What you are asked to do: Search the records for the word "info" and pick out every line that has it.
··· Records provided ···
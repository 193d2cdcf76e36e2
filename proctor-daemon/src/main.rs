//! Proctor daemon - enrollment workflow service
//!
//! Serves the payment-gateway webhook intake and hosts the enrollment
//! engine; admin subcommands cover operational chores.

use std::sync::Arc;

use clap::{Parser, Subcommand};
use tracing_subscriber::EnvFilter;
use uuid::Uuid;

use proctor_core::ExamId;
use proctor_daemon::config::{DaemonConfig, GatewaySettings};
use proctor_daemon::http::{router, AppState};
use proctor_daemon::ledger::EnrollmentLedger;
use proctor_daemon::services::{
    AccessCodeIssuer, EnrollmentService, StatsAggregator, WebhookRateLimiter,
};
use proctor_gateway::{HttpGateway, HttpGatewayConfig, MockGateway, PaymentGateway};

/// Proctor Daemon - test enrollment service
#[derive(Parser)]
#[command(name = "proctor-daemon", version, about)]
struct Cli {
    #[command(subcommand)]
    command: Option<Commands>,

    /// Use the in-memory mock gateway regardless of configuration (dev mode)
    #[arg(long, hide = true)]
    mock_gateway: bool,
}

#[derive(Subcommand)]
enum Commands {
    /// Start the daemon (default if no command given)
    Serve,

    /// Enrollment counter management
    Stats {
        #[command(subcommand)]
        action: StatsAction,
    },
}

#[derive(Subcommand)]
enum StatsAction {
    /// Re-derive the counters for one exam from ledger state
    Recompute {
        /// Exam id
        #[arg(long)]
        exam: Uuid,
    },
}

#[tokio::main]
async fn main() -> Result<(), Box<dyn std::error::Error>> {
    dotenvy::dotenv().ok();

    let cli = Cli::parse();

    tracing_subscriber::fmt()
        .with_env_filter(
            EnvFilter::try_from_default_env().unwrap_or_else(|_| EnvFilter::new("info")),
        )
        .init();

    match cli.command {
        Some(Commands::Stats { action }) => cmd_stats(action).await,
        Some(Commands::Serve) | None => cmd_serve(cli.mock_gateway).await,
    }
}

async fn cmd_serve(force_mock: bool) -> Result<(), Box<dyn std::error::Error>> {
    let config = DaemonConfig::from_env()?;

    let ledger = Arc::new(EnrollmentLedger::open(&config.db_path).await?);
    tracing::info!(path = %config.db_path.display(), "ledger opened");

    let gateway: Arc<dyn PaymentGateway> = if force_mock {
        tracing::warn!("using mock payment gateway (dev mode)");
        Arc::new(MockGateway::new())
    } else {
        match &config.gateway {
            GatewaySettings::Http {
                base_url,
                secret_key,
                webhook_secret,
                timeout,
            } => {
                let mut gw_config = HttpGatewayConfig::new(base_url.clone(), secret_key.clone());
                gw_config.webhook_secret = webhook_secret.clone();
                gw_config.timeout = *timeout;
                Arc::new(HttpGateway::new(gw_config)?)
            }
            GatewaySettings::Mock => {
                tracing::warn!(
                    "PROCTOR_GATEWAY_URL/PROCTOR_GATEWAY_SECRET unset, using mock gateway"
                );
                Arc::new(MockGateway::new())
            }
        }
    };

    let service = Arc::new(
        EnrollmentService::new(ledger, gateway, config.currency.clone())
            .with_issuer(AccessCodeIssuer::new(config.access_code_attempts)),
    );

    let state = AppState {
        service,
        limiter: WebhookRateLimiter::new(config.webhook_rate_per_second, config.webhook_burst),
    };

    let listener = tokio::net::TcpListener::bind(config.bind_addr).await?;
    tracing::info!(addr = %config.bind_addr, "webhook intake listening");

    axum::serve(listener, router(state))
        .with_graceful_shutdown(async {
            let _ = tokio::signal::ctrl_c().await;
            tracing::info!("shutdown signal received");
        })
        .await?;

    Ok(())
}

async fn cmd_stats(action: StatsAction) -> Result<(), Box<dyn std::error::Error>> {
    match action {
        StatsAction::Recompute { exam } => {
            let config = DaemonConfig::from_env()?;
            let ledger = Arc::new(EnrollmentLedger::open(&config.db_path).await?);

            let exam_id = ExamId::from_uuid(exam);
            let stats = StatsAggregator::new(ledger).refresh(exam_id).await;

            println!("exam {exam}");
            println!("  total enrollments: {}", stats.total_enrollments);
            println!("  active enrollments: {}", stats.active_enrollments);
            println!("  pending payments: {}", stats.pending_payments);
            println!("  total revenue (minor units): {}", stats.total_revenue);
            Ok(())
        }
    }
}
···
Response below:
            EnvFilter::try_from_default_env().unwrap_or_else(|_| EnvFilter::new("info")),
    tracing::info!(path = %config.db_path.display(), "ledger opened");
    tracing::info!(addr = %config.bind_addr, "webhook intake listening");
            tracing::info!("shutdown signal received");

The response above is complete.